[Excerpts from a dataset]
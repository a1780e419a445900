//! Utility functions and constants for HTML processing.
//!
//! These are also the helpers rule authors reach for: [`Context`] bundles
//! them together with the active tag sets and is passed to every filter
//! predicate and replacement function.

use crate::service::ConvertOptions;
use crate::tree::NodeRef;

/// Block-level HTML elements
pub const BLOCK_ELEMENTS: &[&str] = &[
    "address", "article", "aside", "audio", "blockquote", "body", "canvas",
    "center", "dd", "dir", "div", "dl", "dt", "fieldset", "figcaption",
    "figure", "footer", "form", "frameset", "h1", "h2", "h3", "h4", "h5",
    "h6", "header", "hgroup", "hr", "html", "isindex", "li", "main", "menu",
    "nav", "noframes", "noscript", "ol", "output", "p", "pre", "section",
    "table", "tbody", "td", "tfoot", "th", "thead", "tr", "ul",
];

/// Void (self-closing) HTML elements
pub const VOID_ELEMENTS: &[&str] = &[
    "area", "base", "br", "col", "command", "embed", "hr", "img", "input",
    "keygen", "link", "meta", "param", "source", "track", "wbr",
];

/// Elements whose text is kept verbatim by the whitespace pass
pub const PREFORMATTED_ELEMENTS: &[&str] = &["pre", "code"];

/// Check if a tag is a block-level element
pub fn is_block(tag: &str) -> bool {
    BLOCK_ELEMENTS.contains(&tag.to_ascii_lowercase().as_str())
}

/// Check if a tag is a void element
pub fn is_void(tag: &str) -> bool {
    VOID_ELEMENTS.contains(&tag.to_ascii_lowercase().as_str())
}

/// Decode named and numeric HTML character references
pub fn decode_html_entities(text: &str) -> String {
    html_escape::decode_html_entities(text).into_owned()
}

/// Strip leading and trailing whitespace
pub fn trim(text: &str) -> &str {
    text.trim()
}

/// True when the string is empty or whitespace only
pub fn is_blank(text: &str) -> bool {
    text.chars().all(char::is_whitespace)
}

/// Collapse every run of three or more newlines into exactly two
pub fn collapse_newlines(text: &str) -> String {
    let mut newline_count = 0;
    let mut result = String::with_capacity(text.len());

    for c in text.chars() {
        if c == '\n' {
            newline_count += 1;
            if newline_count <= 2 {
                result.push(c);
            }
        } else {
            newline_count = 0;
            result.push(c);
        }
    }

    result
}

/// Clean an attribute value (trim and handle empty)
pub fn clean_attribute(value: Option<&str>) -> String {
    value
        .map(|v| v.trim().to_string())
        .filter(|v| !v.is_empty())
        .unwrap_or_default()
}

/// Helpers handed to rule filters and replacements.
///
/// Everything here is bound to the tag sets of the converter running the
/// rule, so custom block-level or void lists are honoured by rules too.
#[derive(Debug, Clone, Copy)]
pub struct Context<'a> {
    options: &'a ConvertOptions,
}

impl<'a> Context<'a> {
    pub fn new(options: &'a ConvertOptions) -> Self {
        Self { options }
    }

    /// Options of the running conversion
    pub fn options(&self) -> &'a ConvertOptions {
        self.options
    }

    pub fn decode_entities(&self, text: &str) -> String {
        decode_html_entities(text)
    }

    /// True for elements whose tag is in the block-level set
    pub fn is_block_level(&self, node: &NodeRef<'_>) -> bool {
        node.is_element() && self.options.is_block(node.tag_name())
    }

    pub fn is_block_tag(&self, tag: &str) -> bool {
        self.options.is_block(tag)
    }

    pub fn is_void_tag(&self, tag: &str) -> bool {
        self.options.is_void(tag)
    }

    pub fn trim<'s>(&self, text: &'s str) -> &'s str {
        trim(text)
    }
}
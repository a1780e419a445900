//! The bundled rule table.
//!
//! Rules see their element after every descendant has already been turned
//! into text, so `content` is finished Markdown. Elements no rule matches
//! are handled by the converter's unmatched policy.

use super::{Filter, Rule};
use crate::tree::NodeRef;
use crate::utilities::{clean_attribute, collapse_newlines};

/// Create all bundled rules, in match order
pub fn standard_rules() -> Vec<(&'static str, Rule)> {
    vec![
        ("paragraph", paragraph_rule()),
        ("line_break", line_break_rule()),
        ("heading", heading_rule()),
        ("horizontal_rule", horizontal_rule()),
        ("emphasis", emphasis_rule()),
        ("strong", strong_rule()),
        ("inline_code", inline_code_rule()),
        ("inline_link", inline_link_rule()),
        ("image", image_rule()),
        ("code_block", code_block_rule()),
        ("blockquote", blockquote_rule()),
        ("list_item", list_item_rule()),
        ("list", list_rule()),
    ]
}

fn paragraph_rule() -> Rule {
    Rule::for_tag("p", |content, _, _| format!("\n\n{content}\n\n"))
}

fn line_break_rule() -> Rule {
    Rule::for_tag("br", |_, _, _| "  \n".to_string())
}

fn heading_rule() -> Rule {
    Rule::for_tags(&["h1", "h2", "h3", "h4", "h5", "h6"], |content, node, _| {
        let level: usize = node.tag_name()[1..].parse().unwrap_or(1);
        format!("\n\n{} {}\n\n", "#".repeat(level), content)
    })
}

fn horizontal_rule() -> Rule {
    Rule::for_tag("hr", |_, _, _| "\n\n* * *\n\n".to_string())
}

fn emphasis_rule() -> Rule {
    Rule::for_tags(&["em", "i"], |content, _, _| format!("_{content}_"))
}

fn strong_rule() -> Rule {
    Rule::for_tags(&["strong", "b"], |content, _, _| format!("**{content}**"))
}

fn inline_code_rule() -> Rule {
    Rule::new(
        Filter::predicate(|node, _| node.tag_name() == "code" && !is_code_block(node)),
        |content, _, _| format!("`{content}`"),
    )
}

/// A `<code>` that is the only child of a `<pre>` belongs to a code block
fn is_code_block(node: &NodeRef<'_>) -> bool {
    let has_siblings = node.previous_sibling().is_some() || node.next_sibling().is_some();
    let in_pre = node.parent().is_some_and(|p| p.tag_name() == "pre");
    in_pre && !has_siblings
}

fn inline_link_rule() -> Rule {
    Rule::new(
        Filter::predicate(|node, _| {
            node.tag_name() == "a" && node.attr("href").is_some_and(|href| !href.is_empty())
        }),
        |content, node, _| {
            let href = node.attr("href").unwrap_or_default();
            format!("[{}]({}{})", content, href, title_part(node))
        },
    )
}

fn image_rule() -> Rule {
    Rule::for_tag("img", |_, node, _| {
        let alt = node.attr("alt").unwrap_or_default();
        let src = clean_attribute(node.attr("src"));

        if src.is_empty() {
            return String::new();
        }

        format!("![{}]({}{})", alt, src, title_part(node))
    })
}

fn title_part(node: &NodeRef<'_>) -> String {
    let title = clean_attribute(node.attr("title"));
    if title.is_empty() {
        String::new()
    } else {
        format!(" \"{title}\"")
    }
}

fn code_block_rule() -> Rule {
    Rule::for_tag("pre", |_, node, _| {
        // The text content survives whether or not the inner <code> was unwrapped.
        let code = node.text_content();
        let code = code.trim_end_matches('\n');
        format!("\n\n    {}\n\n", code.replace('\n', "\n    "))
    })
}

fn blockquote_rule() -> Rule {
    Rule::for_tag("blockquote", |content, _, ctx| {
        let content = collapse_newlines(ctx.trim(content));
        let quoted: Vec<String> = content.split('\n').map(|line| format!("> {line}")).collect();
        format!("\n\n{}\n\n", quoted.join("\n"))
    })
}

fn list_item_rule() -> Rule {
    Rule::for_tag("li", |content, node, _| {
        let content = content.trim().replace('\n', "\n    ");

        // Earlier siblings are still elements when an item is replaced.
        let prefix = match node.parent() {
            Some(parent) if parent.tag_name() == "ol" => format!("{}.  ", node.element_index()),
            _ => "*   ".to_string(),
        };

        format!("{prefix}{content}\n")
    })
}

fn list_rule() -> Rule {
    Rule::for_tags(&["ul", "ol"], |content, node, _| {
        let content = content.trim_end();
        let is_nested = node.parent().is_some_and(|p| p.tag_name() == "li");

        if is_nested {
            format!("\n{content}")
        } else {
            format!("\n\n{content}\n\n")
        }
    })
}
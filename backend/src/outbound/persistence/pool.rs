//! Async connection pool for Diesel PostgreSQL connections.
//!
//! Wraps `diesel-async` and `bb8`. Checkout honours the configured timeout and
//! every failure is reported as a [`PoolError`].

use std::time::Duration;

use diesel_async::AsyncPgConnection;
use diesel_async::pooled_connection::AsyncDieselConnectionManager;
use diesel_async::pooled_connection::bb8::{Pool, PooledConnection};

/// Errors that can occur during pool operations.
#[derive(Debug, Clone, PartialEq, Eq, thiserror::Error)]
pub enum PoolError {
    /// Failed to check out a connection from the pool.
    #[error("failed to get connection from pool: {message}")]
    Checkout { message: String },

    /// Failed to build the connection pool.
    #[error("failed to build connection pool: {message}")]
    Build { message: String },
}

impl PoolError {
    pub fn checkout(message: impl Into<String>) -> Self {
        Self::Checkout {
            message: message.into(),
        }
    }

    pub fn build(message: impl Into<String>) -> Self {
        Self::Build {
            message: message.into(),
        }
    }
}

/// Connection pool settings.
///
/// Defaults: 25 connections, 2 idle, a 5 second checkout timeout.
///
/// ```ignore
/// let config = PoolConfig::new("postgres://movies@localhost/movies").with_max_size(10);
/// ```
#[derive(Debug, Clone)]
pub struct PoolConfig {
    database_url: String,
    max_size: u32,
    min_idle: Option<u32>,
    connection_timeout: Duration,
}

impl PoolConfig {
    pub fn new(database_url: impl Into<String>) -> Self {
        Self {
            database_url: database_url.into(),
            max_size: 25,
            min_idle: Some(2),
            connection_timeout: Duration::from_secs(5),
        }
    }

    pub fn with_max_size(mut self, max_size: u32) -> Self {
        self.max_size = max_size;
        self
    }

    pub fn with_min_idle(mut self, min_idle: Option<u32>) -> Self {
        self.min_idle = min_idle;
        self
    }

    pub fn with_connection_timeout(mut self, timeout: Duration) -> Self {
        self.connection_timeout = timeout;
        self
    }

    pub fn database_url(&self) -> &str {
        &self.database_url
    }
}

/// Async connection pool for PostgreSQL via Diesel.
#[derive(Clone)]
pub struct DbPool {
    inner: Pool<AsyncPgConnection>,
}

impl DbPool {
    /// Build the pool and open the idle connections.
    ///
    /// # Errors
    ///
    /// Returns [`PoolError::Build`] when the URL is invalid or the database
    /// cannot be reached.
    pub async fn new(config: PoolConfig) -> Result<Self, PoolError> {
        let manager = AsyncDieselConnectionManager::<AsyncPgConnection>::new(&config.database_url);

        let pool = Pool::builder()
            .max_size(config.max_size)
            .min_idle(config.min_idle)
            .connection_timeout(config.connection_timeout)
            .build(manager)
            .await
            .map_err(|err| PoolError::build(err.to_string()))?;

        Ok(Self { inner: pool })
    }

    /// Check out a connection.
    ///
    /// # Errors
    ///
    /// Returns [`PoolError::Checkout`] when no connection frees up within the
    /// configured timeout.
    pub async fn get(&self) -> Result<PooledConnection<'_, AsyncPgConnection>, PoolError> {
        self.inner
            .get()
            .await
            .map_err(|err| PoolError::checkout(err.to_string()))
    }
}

[Instructions for the task]
Show the lines in the entries above that include the string "configured".

[Task output]
//! Wraps `diesel-async` and `bb8`. Checkout honours the configured timeout and
    /// configured timeout.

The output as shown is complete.